おかわり弾で24年ぶりの開幕から5連続おかわり勝利! 西武中村剛也内野手(31)が4回に今季第1号のソロ弾、5回1死一塁で2打席連続となる2ランを放ち、快勝に導いた。開幕5連勝で、8連勝した91年以来の快進撃を再現。開幕前の下馬評は低かったが昨季は1度もなかった大型連勝を決め、7年ぶりの優勝へ暴れ獅子と化した。

 本塁打王5度の主砲がベンチから、あおられた。「お前もホームラン打てよ!」。前打者の浅村が5戦目で12球団で一番遅い、チーム第1号。ならば、と楽天美馬のフォークをすくい上げる。高々とした放物線は逆風を押しのけ、左翼席前列で跳ねた。試合中は「ベンチの声援が後押しに」とコメントしたが「声援というか、あおりです。7番(脇谷)と8番(渡辺)の」と圧力を明かした。

 開幕4戦でノーアーチ。騒ぐ数字ではなく、田辺監督は打撃練習を観察し、予感していた。「雰囲気があった。これまで芯に当たっても打球が上がらず、ドライブがかかっていた。でも今日は本塁打性が多かった」。中村は変化を語らなかったが「旗は(レフトへ)逆風だったけど打撃練習ではそんな感じでもなかった」と周到にホームラン空間を下見していた。18打席目の1発は必然だった。

 雨天中止の前日1日、驚異の打球を栗山と振り返っていた。今季からコボスタ宮城では打球速度を計測できる高性能機器を設置。
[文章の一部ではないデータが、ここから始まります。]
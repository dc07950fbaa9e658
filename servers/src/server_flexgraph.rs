//! # Flexgraph Server
//!
//! Polls a Redis keyspace for `prefix:instrument:timestamp` JSON records,
//! keeps a bounded time-ordered history per instrument and serves snapshots
//! and controls over a small JSON API for chart renderers.
//!
//! ## Tasks
//! - **upstream**: the engine poller (scan, parse, insert) with backoff.
//! - **downstream**: the axum HTTP API.
//! - **monitor**: warns when the store stops delivering new records.
//!
//! All three share one `CancellationToken`, cancelled on Ctrl-C or SIGTERM.

use anyhow::{Context, Result};
use lib_flexgraph::loggers::{LogSettings, init_tracing};
use lib_flexgraph::{IngestMetrics, InstrumentRegistry, Poller};
use std::path::PathBuf;
use std::sync::Arc;
use std::time::Duration;
use tokio::signal;
use tokio_util::sync::CancellationToken;
use tracing::info;

mod flexgraph_logic;
use flexgraph_logic::{config, display, downstream, monitor, state, upstream};

const APP_NAME: &str = "server_flexgraph";

async fn wait_for_signal() {
    tokio::select! {
        _ = signal::ctrl_c() => {
            info!("Ctrl-C received, initiating shutdown.");
        }
        _ = async {
            #[cfg(unix)]
            {
                match signal::unix::signal(signal::unix::SignalKind::terminate()) {
                    Ok(mut term_signal) => {
                        term_signal.recv().await;
                        info!("SIGTERM received, initiating shutdown.");
                    }
                    Err(_) => std::future::pending::<()>().await,
                }
            }
            #[cfg(not(unix))]
            {
                // On non-unix platforms, just wait forever.
                std::future::pending::<()>().await;
            }
        } => {}
    }
}

#[tokio::main]
async fn main() -> Result<()> {
    let config = config::load_config()?;
    let _log_guard = init_tracing(&LogSettings::new(config.log_dir(), config.log_level(), APP_NAME))
        .context("Failed to initialise logging")?;

    let engine = config.engine_config()?;
    info!(
        port = config.port(),
        key_pattern = %engine.key_pattern,
        capacity = engine.buffer_capacity,
        "Starting {}",
        APP_NAME
    );

    let redis_url = config.redis_url.clone().unwrap_or_else(|| "redis://127.0.0.1/".to_string());
    let store = upstream::connect_store(&redis_url).await?;

    let registry = Arc::new(InstrumentRegistry::new(engine.buffer_capacity));
    let metrics = Arc::new(IngestMetrics::new());
    let (poller, ingest_tx) = Poller::new(engine.clone(), store, Arc::clone(&registry), Arc::clone(&metrics))
        .context("Failed to build poller")?;

    let display_dir = config.display_dir.clone().unwrap_or_else(|| PathBuf::from("./config"));
    let app_state = state::AppState::new(
        registry,
        engine.window_anchor,
        metrics,
        display::DisplayTables::load(&display_dir),
        ingest_tx,
    );

    let shutdown = CancellationToken::new();

    let upstream_handle = tokio::spawn(upstream::run(poller, shutdown.clone()));

    let downstream_handle = {
        let (port, app_state, shutdown) = (config.port(), app_state.clone(), shutdown.clone());
        tokio::spawn(async move {
            let served = downstream::run(port, app_state, shutdown.clone()).await;
            if served.is_err() {
                shutdown.cancel();
            }
            served
        })
    };

    let monitor_handle = tokio::spawn(monitor::run(
        app_state.clone(),
        Duration::from_secs(config.stall_check_interval_seconds.unwrap_or(10).max(1)),
        Duration::from_secs(config.stall_threshold_seconds.unwrap_or(60)),
        shutdown.clone(),
    ));

    tokio::select! {
        _ = wait_for_signal() => {}
        _ = shutdown.cancelled() => {
            info!("Internal failure, initiating shutdown.");
        }
    }

    // Send shutdown signal to all components
    shutdown.cancel();

    // Wait for components to shut down
    let (_, served, _) = tokio::try_join!(upstream_handle, downstream_handle, monitor_handle)?;
    served.context("HTTP server failed")?;

    info!("Shutdown complete.");
    Ok(())
}
//! # Error Taxonomy
//!
//! Store failures are transient and abort only the current poll cycle.
//! Parse failures are per record and never abort a cycle. A capacity
//! violation is a programming error and stops the poller.

use std::time::Duration;

use thiserror::Error;

/// Failures talking to the external record store.
///
/// Both variants are the "store unavailable" condition: the caller retries
/// after a backoff and keeps everything already buffered.
#[derive(Debug, Clone, PartialEq, Eq, Error)]
pub enum StoreError {
    #[error("store unavailable: {0}")]
    Unavailable(String),

    #[error("store call timed out after {0:?}")]
    Timeout(Duration),
}

impl StoreError {
    /// Every store failure is retried on the next cycle.
    pub fn is_transient(&self) -> bool {
        true
    }
}

#[cfg(feature = "connections")]
impl From<redis::RedisError> for StoreError {
    fn from(err: redis::RedisError) -> Self {
        StoreError::Unavailable(err.to_string())
    }
}

/// Per-record failures raised by the payload parser.
#[derive(Debug, Clone, PartialEq, Eq, Error)]
pub enum ParseError {
    #[error("malformed key '{key}': {reason}")]
    MalformedKey { key: String, reason: String },

    #[error("malformed payload for '{key}': {reason}")]
    MalformedPayload { key: String, reason: String },

    #[error("invalid timestamp for '{key}': {value}")]
    InvalidTimestamp { key: String, value: String },
}

impl ParseError {
    /// Short label used in logs and diagnostics counters.
    pub fn kind(&self) -> &'static str {
        match self {
            ParseError::MalformedKey { .. } => "malformed_key",
            ParseError::MalformedPayload { .. } => "malformed_payload",
            ParseError::InvalidTimestamp { .. } => "invalid_timestamp",
        }
    }
}

/// Errors surfaced by the registry, the snapshot builder and the poller.
#[derive(Debug, Clone, PartialEq, Eq, Error)]
pub enum EngineError {
    #[error("instrument not found: {0}")]
    NotFound(String),

    #[error("capacity invariant violated: {len} records in a buffer of capacity {capacity}")]
    CapacityInvariantViolation { len: usize, capacity: usize },

    #[error(transparent)]
    Store(#[from] StoreError),
}

/// Rejected engine configuration values.
#[derive(Debug, Clone, PartialEq, Eq, Error)]
pub enum ConfigError {
    #[error("{field} must be greater than zero")]
    Zero { field: &'static str },

    #[error("key pattern '{pattern}' must have exactly three ':'-separated segments")]
    KeyPattern { pattern: String },
}
use anyhow::{Context, Result};
use lib_flexgraph::{Poller, RecordStore, RedisStore};
use std::sync::Arc;
use tokio_util::sync::CancellationToken;
use tracing::{error, info, warn};

/// Opens the Redis store. The service starts even if Redis is down; the
/// poller backs off until it comes up.
pub async fn connect_store(redis_url: &str) -> Result<Arc<dyn RecordStore>> {
    let store = RedisStore::new(redis_url).with_context(|| format!("Invalid Redis URL '{}'", redis_url))?;
    match store.ping().await {
        Ok(()) => info!(url = redis_url, "Redis reachable"),
        Err(e) => warn!(url = redis_url, error = %e, "Redis not reachable yet, polling will retry"),
    }
    Ok(Arc::new(store))
}

/// Runs the poller until shutdown. A fatal engine error cancels the whole
/// service.
pub async fn run(poller: Poller, shutdown: CancellationToken) {
    match poller.run(shutdown.clone()).await {
        Ok(()) => info!("Upstream poller exited."),
        Err(e) => {
            error!(error = %e, "Upstream poller failed, shutting down.");
            shutdown.cancel();
        }
    }
}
だが初戦のペーニャの弾丸二塁打は表示されなかった。

 中村 すごい打球だった。三塁で捕れると思ってジャンプしたのに、5メートル上をあっという間に通過した。

 栗山 捉えきれなかったのなら、ステルス性やな。

 レーダーに捉えられにくいという例えに中村は笑って聞いていた。この日の1発目は打球速度154キロと測定可能だったが、連発は誰もが容易になせる芸当ではない。5回1死一塁、内角直球に腰を鋭く回転させ同159キロのライナー性で左翼席へ120メートル弾を運んだ。1発を回避しようという楽天レーダーに、おかわり君は映らなかった。

 大方のBクラス予想を吹き飛ばす24年ぶりの開幕5連勝だ。「(下馬評は)何も思わず、みんなやっている。1戦1戦やるだけ」。スナック菓子のうまい棒3本を握り締め、帰りのバスに乗り込んだ。本塁打と白星のおかわりは一段と、うまかった。【広重竜太郎】

 ▼西武が開幕5連勝。開幕から5連勝以上は13年巨人以来で、西武では8連勝した91年以来、24年ぶり9度目。昨年は監督代行を務めた田辺監督だが、正式監督としては1年目。「新人監督」が開幕から5連勝以上は、72年与那嶺監督(中日)6連勝、79年梶本監督(阪急)6連勝に次いで36年ぶり3人目。今日のソフトバンク戦に勝てば新人監督の開幕連勝記録に並ぶ。